Acting Leader of the Democratic Party
- In office 24 June 2026 – 17 August 2026
- Preceded by: Jung Chung-rae
- Succeeded by: Kim Min-seok

Floor Leader of the Democratic Party
- Incumbent
- Assumed office 11 January 2026
- Preceded by: Kim Byung-kee Moon Jin-seok (acting) Cheon Jun-ho (acting)

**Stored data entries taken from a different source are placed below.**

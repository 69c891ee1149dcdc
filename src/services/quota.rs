// SPDX-License-Identifier: MIT
// Copyright 2026 Roland Dreier <roland@rolandd.dev>

//! Monthly free-message quota rules.
//!
//! These functions only decide; `FirestoreDb` applies the decision inside a
//! transaction so concurrent sessions cannot lose a decrement.

use chrono::{DateTime, Utc};

use crate::models::UserProfile;
use crate::time_utils::is_different_month;

/// Allowance granted at every calendar-month boundary.
pub const FREE_MESSAGES_PER_MONTH: u32 = 15;

/// Allowance granted by the (unbilled) upgrade action.
pub const UPGRADED_ALLOWANCE: u32 = 100;

/// Stored quota fields of a user.
#[derive(Debug, Clone, Copy, PartialEq, Eq)]
pub struct QuotaState {
    pub free_messages: u32,
    pub last_reset: Option<DateTime<Utc>>,
}

impl From<&UserProfile> for QuotaState {
    fn from(profile: &UserProfile) -> Self {
        Self {
            free_messages: profile.free_messages,
            last_reset: profile.last_free_messages_reset,
        }
    }
}

/// Count visible at `now`, and whether a monthly reset has to be stored.
#[derive(Debug, Clone, Copy, PartialEq, Eq)]
pub struct QuotaCheck {
    pub free_messages: u32,
    pub reset: bool,
}

/// Apply the monthly reset rule.
///
/// A missing reset date counts as "reset now", so it never triggers a reset.
pub fn check(state: QuotaState, now: DateTime<Utc>) -> QuotaCheck {
    let last_reset = state.last_reset.unwrap_or(now);
    if is_different_month(last_reset, now) {
        QuotaCheck {
            free_messages: FREE_MESSAGES_PER_MONTH,
            reset: true,
        }
    } else {
        QuotaCheck {
            free_messages: state.free_messages,
            reset: false,
        }
    }
}

/// What happened to a send attempt.
#[derive(Debug, Clone, Copy, PartialEq, Eq)]
pub enum Consumption {
    /// A message was consumed and the exchange may proceed.
    Sent { remaining: u32 },
    /// The last free message was consumed; the exchange is blocked and the
    /// user has to upgrade or wait for the next month.
    LastMessageUsed,
    /// Nothing left to consume.
    Exhausted,
}

/// Decision for one send attempt, computed from the stored state.
#[derive(Debug, Clone, Copy, PartialEq, Eq)]
pub struct ConsumptionPlan {
    pub outcome: Consumption,
    /// Count to store (and report) after the attempt.
    pub free_messages: u32,
    /// Whether the monthly reset date must be stamped.
    pub reset: bool,
}

impl ConsumptionPlan {
    /// Whether the plan changes the stored document.
    pub fn needs_write(&self) -> bool {
        self.reset || self.outcome != Consumption::Exhausted
    }
}

/// Reset if a new month started, then take one message.
pub fn plan_consumption(state: QuotaState, now: DateTime<Utc>) -> ConsumptionPlan {
    let checked = check(state, now);

    if checked.free_messages == 0 {
        return ConsumptionPlan {
            outcome: Consumption::Exhausted,
            free_messages: 0,
            reset: checked.reset,
        };
    }

    let remaining = checked.free_messages - 1;
    let outcome = if remaining == 0 {
        Consumption::LastMessageUsed
    } else {
        Consumption::Sent { remaining }
    };

    ConsumptionPlan {
        outcome,
        free_messages: remaining,
        reset: checked.reset,
    }
}
// SPDX-License-Identifier: MIT
// Copyright 2026 Roland Dreier <roland@kernel.org>

//! Chat message model for storage and API.

use chrono::{DateTime, Utc};
use serde::{Deserialize, Serialize};

/// One chat exchange stored at `users/{uid}/chat/{auto-id}`.
///
/// Records are append-only.
#[derive(Debug, Clone, Serialize, Deserialize)]
#[serde(rename_all = "camelCase")]
pub struct ChatMessage {
    /// Firestore document ID (populated on read only)
    #[serde(
        default,
        alias = "_firestore_id",
        skip_serializing_if = "Option::is_none"
    )]
    pub id: Option<String>,
    pub user_message: String,
    pub ai_response: String,
    /// Assigned by the API server when the record is written
    #[serde(with = "firestore::serialize_as_timestamp")]
    pub timestamp: DateTime<Utc>,
}

impl ChatMessage {
    /// A new exchange, not yet stored.
    pub fn new(user_message: impl Into<String>, ai_response: impl Into<String>) -> Self {
        Self {
            id: None,
            user_message: user_message.into(),
            ai_response: ai_response.into(),
            timestamp: Utc::now(),
        }
    }
}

Member of the National Assembly
- Incumbent
- Assumed office 30 May 2020
- Preceded by: Cho Bae-sook
- Constituency: Iksan B (North Jeolla)
- In office 30 May 2004 – 29 May 2008
- Preceded by: Position established
- Succeeded by: Lee Chun-seok
- Constituency: Iksan A (North Jeolla)

Senior Secretary to the President for Political Affairs
- In office 28 November 2017 – 8 January 2019
- President: Moon Jae-in
- Preceded by: Jun Byung-hun
- Succeeded by: Kang Gi-jung

Secretary to the President for Political Affairs
- In office 17 May 2017 – 27 November 2017
- President: Moon Jae-in
- Succeeded by: Song In-bae

Personal details
- Born: 7 December 1967 (age 58)
- Party: Democratic
- Education: Wonkwang University

= Han Byung-do =

South Korean politician (born 1967)

Han Byung-do (born 7 December 1967) is a South Korean politician who has served as the floor leader of the Democratic Party of Korea (DPK) since 2026. He briefly served as and acting leader of the DPK in 2026. He has represented Iksan in the National Assembly since 2020 and previously served as the Senior Secretary to the President Moon Jae-in for Political Affairs.

In 2004 Han was elected as member of the National Assembly from Iksan becoming the youngest member elected in this election at the age of 37. Han convinced President Roh Moo-hyun to accept the honorary doctorate degree in politics from Han's alma mater, Wonkwang University. This is the one of three degrees Roh has from tertiary education - all honorary as Roh never went to college - and the only one from Korean university. Han was previously the president of its student union.

In 2016 he lost his election to Cho Bae-sook. Upon beginning of the President Moon Jae-in's presidency, he was appointed as his secretary for political affairs. Later that year, Han was promoted to a senior secretary, a vice-ministerial position. Han resigned the post for the 2020 South Korean legislative election. In that election, he defeated Cho who served three times as his constituency's representative and previously defeated him four years ago.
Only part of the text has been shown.